» Exercise prompt
The answer should contain all of the records below, each one copied word for word.

» Material for this exercise

use std::net::SocketAddr;
use std::sync::Arc;
use anyhow::Context;
use dotenv::dotenv;
use tokio::net::TcpListener;
use tower_http::cors::{CorsLayer, Any};
use tower_http::trace::{self, TraceLayer};
use tracing::{Level, info, warn};
use tracing_subscriber::{layer::SubscriberExt, util::SubscriberInitExt};

mod router;

use patient_queue_cell::{
    BroadcastNotifier, InMemoryDoctorDirectory, QueueEngine, QueueEngineConfig, QueueState,
    RebalanceWorker, RebalanceWorkerConfig,
};
use shared_config::AppConfig;

#[tokio::main]
async fn main() -> anyhow::Result<()> {
    // Loading Env Vars
    dotenv().ok();

    // Initialize tracing
    tracing_subscriber::registry()
        .with(tracing_subscriber::EnvFilter::new(
            std::env::var("RUST_LOG").unwrap_or_else(|_| "info,tower_http=debug".into()),
        ))
        .with(tracing_subscriber::fmt::layer())
        .init();

    info!("Starting clinic queue API server");

    // Load configuration
    let config = Arc::new(AppConfig::from_env());

    // Queue engine and collaborators
    let directory = InMemoryDoctorDirectory::new();
    let notifier = BroadcastNotifier::new(config.event_channel_capacity);
    let engine = Arc::new(QueueEngine::new(
        QueueEngineConfig::from(config.as_ref()),
        Arc::new(directory.clone()),
        Arc::new(notifier.clone()),
    ));

    let worker = Arc::new(RebalanceWorker::new(
        RebalanceWorkerConfig::from(config.as_ref()),
        engine.clone(),
    ));
    let worker_handle = worker.clone().spawn();

    // Set up CORS
    let cors = CorsLayer::new()
        .allow_origin(Any)
        .allow_methods(Any)
        .allow_headers(Any);

    // Create shared state
    let state = Arc::new(QueueState {
        engine,
        directory,
        notifier,
        triage: None,
        config: config.clone(),
    });

    // Build the application router
    let app = router::create_router(state)
        .layer(
            TraceLayer::new_for_http()
                .make_span_with(trace::DefaultMakeSpan::new()
                    .level(Level::INFO))
                .on_response(trace::DefaultOnResponse::new()
                    .level(Level::INFO)),
        )
        .layer(cors);

    // Run the server
    let addr = SocketAddr::from(([0, 0, 0, 0], config.server_port));
    info!("Listening on {}", addr);

    let listener = TcpListener::bind(addr)
        .await
        .with_context(|| format!("Failed to bind {}", addr))?;
    axum::serve(listener, app)
        .with_graceful_shutdown(shutdown_signal())
        .await
        .context("Server error")?;

    worker.shutdown().await;
    if let Err(e) = worker_handle.await {
        warn!("Rebalance worker exited abnormally: {}", e);
    }

    info!("Clinic queue API stopped");
    Ok(())
}

async fn shutdown_signal() {
    if let Err(e) = tokio::signal::ctrl_c().await {
        warn!("Failed to listen for shutdown signal: {}", e);
    }
    info!("Shutdown signal received");
}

» Exercise response
use std::net::SocketAddr;
use std::sync::Arc;
use anyhow::Context;
use dotenv::dotenv;
use tokio::net::TcpListener;
use tower_http::cors::{CorsLayer, Any};
use tower_http::trace::{self, TraceLayer};
use tracing::{Level, info, warn};
use tracing_subscriber::{layer::SubscriberExt, util::SubscriberInitExt};

mod router;

use patient_queue_cell::{
    BroadcastNotifier, InMemoryDoctorDirectory, QueueEngine, QueueEngineConfig, QueueState,
    RebalanceWorker, RebalanceWorkerConfig,
};
use shared_config::AppConfig;

#[tokio::main]
async fn main() -> anyhow::Result<()> {
    // Loading Env Vars
    dotenv().ok();

    // Initialize tracing
    tracing_subscriber::registry()
        .with(tracing_subscriber::EnvFilter::new(
            std::env::var("RUST_LOG").unwrap_or_else(|_| "info,tower_http=debug".into()),
        ))
        .with(tracing_subscriber::fmt::layer())
        .init();

    info!("Starting clinic queue API server");

    // Load configuration
    let config = Arc::new(AppConfig::from_env());

    // Queue engine and collaborators
    let directory = InMemoryDoctorDirectory::new();
    let notifier = BroadcastNotifier::new(config.event_channel_capacity);
    let engine = Arc::new(QueueEngine::new(
        QueueEngineConfig::from(config.as_ref()),
        Arc::new(directory.clone()),
        Arc::new(notifier.clone()),
    ));

    let worker = Arc::new(RebalanceWorker::new(
        RebalanceWorkerConfig::from(config.as_ref()),
        engine.clone(),
    ));
    let worker_handle = worker.clone().spawn();

    // Set up CORS
    let cors = CorsLayer::new()
        .allow_origin(Any)
        .allow_methods(Any)
        .allow_headers(Any);

    // Create shared state
    let state = Arc::new(QueueState {
        engine,
        directory,
        notifier,
        triage: None,
        config: config.clone(),
    });

    // Build the application router
    let app = router::create_router(state)
        .layer(
            TraceLayer::new_for_http()
                .make_span_with(trace::DefaultMakeSpan::new()
                    .level(Level::INFO))
                .on_response(trace::DefaultOnResponse::new()
                    .level(Level::INFO)),
        )
        .layer(cors);

    // Run the server
    let addr = SocketAddr::from(([0, 0, 0, 0], config.server_port));
    info!("Listening on {}", addr);

    let listener = TcpListener::bind(addr)
        .await
        .with_context(|| format!("Failed to bind {}", addr))?;
    axum::serve(listener, app)
        .with_graceful_shutdown(shutdown_signal())
        .await
        .context("Server error")?;

    worker.shutdown().await;
    if let Err(e) = worker_handle.await {
        warn!("Rebalance worker exited abnormally: {}", e);
    }

    info!("Clinic queue API stopped");
    Ok(())
}

async fn shutdown_signal() {
    if let Err(e) = tokio::signal::ctrl_c().await {
        warn!("Failed to listen for shutdown signal: {}", e);
    }
    info!("Shutdown signal received");
}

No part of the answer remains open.